Finding a new business has always been tough.
Throw in a global pandemic and the worst recession in living memory, and it seems impossible. Even well run sales teams are finding it difficult to maintain momentum because they’re all working remotely.
Because of COVID-19, there hasn’t been the usual training. And pent up holiday demand has added to the difficulty. Many of my clients have told me that August was a write-off with so many staff and customers away. It’s hard enough in normal times to keep sales going through summer. This year so many people have delayed their holiday that businesses have been running on skeleton staff.
Now it’s September, the kids are back at school and you may even be back in the office. Perhaps not if you’re in the UK but in Italy, Spain and France you probably are. It’s time to get your growth back on track but how, when it’s so hard to win new clients? Well, I’ve been there. It was during the recessions of 2001 and 2009 that I scaled two business to £30 million turnovers from zero. Here’s what worked for me.

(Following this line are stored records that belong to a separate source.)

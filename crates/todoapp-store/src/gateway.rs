use async_trait::async_trait;
use thiserror::Error;
use todoapp_model::{
    CreateTodoInput, Filters, PageRequest, Todo, TodoId, TodoStatus, UpdateTodoInput,
};

/// One page of todos as handed back by [`TodoGateway::list`]. `limit` is
/// the page size the server actually used, which may differ from the one
/// requested.
#[derive(Debug, Clone, PartialEq)]
pub struct ListPage {
    pub items: Vec<Todo>,
    pub page: u32,
    pub limit: u32,
    pub total: u64,
    pub has_next: bool,
    pub has_prev: bool,
}

/// A rejected gateway call. Every field is optional: a transport failure has
/// no status, an unreadable error body has no message.
#[derive(Debug, Clone, Default, Error, PartialEq, Eq)]
#[error("{}", self.message.as_deref().unwrap_or("gateway request failed"))]
pub struct GatewayError {
    pub message: Option<String>,
    pub code: Option<String>,
    pub status: Option<u16>,
}

pub type GatewayResult<T> = Result<T, GatewayError>;

impl GatewayError {
    pub fn new(message: impl Into<String>) -> Self {
        Self {
            message: Some(message.into()),
            ..Self::default()
        }
    }

    /// A failure carrying nothing readable.
    pub fn unknown() -> Self {
        Self::default()
    }

    /// The request never produced a response.
    pub fn network(message: impl Into<String>) -> Self {
        Self {
            message: Some(message.into()),
            code: Some("network_error".to_string()),
            status: None,
        }
    }

    pub fn http(status: u16, message: Option<String>, code: Option<String>) -> Self {
        Self {
            message,
            code,
            status: Some(status),
        }
    }

    pub fn decode(message: impl Into<String>) -> Self {
        Self {
            message: Some(message.into()),
            code: Some("invalid_response".to_string()),
            status: None,
        }
    }

    pub fn with_code(mut self, code: impl Into<String>) -> Self {
        self.code = Some(code.into());
        self
    }

    pub fn with_status(mut self, status: u16) -> Self {
        self.status = Some(status);
        self
    }
}

/// Remote task service as the store consumes it.
#[cfg_attr(test, mockall::automock)]
#[async_trait]
pub trait TodoGateway: Send + Sync {
    async fn list(&self, filters: &Filters, page: PageRequest) -> GatewayResult<ListPage>;

    async fn create(&self, input: &CreateTodoInput) -> GatewayResult<Todo>;

    /// Applies a partial update and returns the stored todo. A completed
    /// todo only accepts a new description this way.
    async fn update(&self, id: TodoId, input: &UpdateTodoInput) -> GatewayResult<Todo>;

    /// Moves a todo to `status`, including out of completed.
    async fn change_status(&self, id: TodoId, status: TodoStatus) -> GatewayResult<Todo>;

    /// Deletes a todo and echoes back its id.
    async fn delete(&self, id: TodoId) -> GatewayResult<TodoId>;

    /// Dedicated "mark completed" action.
    async fn complete(&self, id: TodoId) -> GatewayResult<Todo>;
}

If you haven’t had a proper look at your customer experience in the last few months, do it now. You may find it’s changed quite a bit. Focus on all the customer touchpoints – in sales, customer service and support. Is your invoicing ok? How easy is it to do business with you? Get hold of all the templates you use. Put them end to end to see if they’re consistent and make sense. Notice where you’re introducing too much friction and the customer experience isn’t where you want it to be. Make plans to change these areas.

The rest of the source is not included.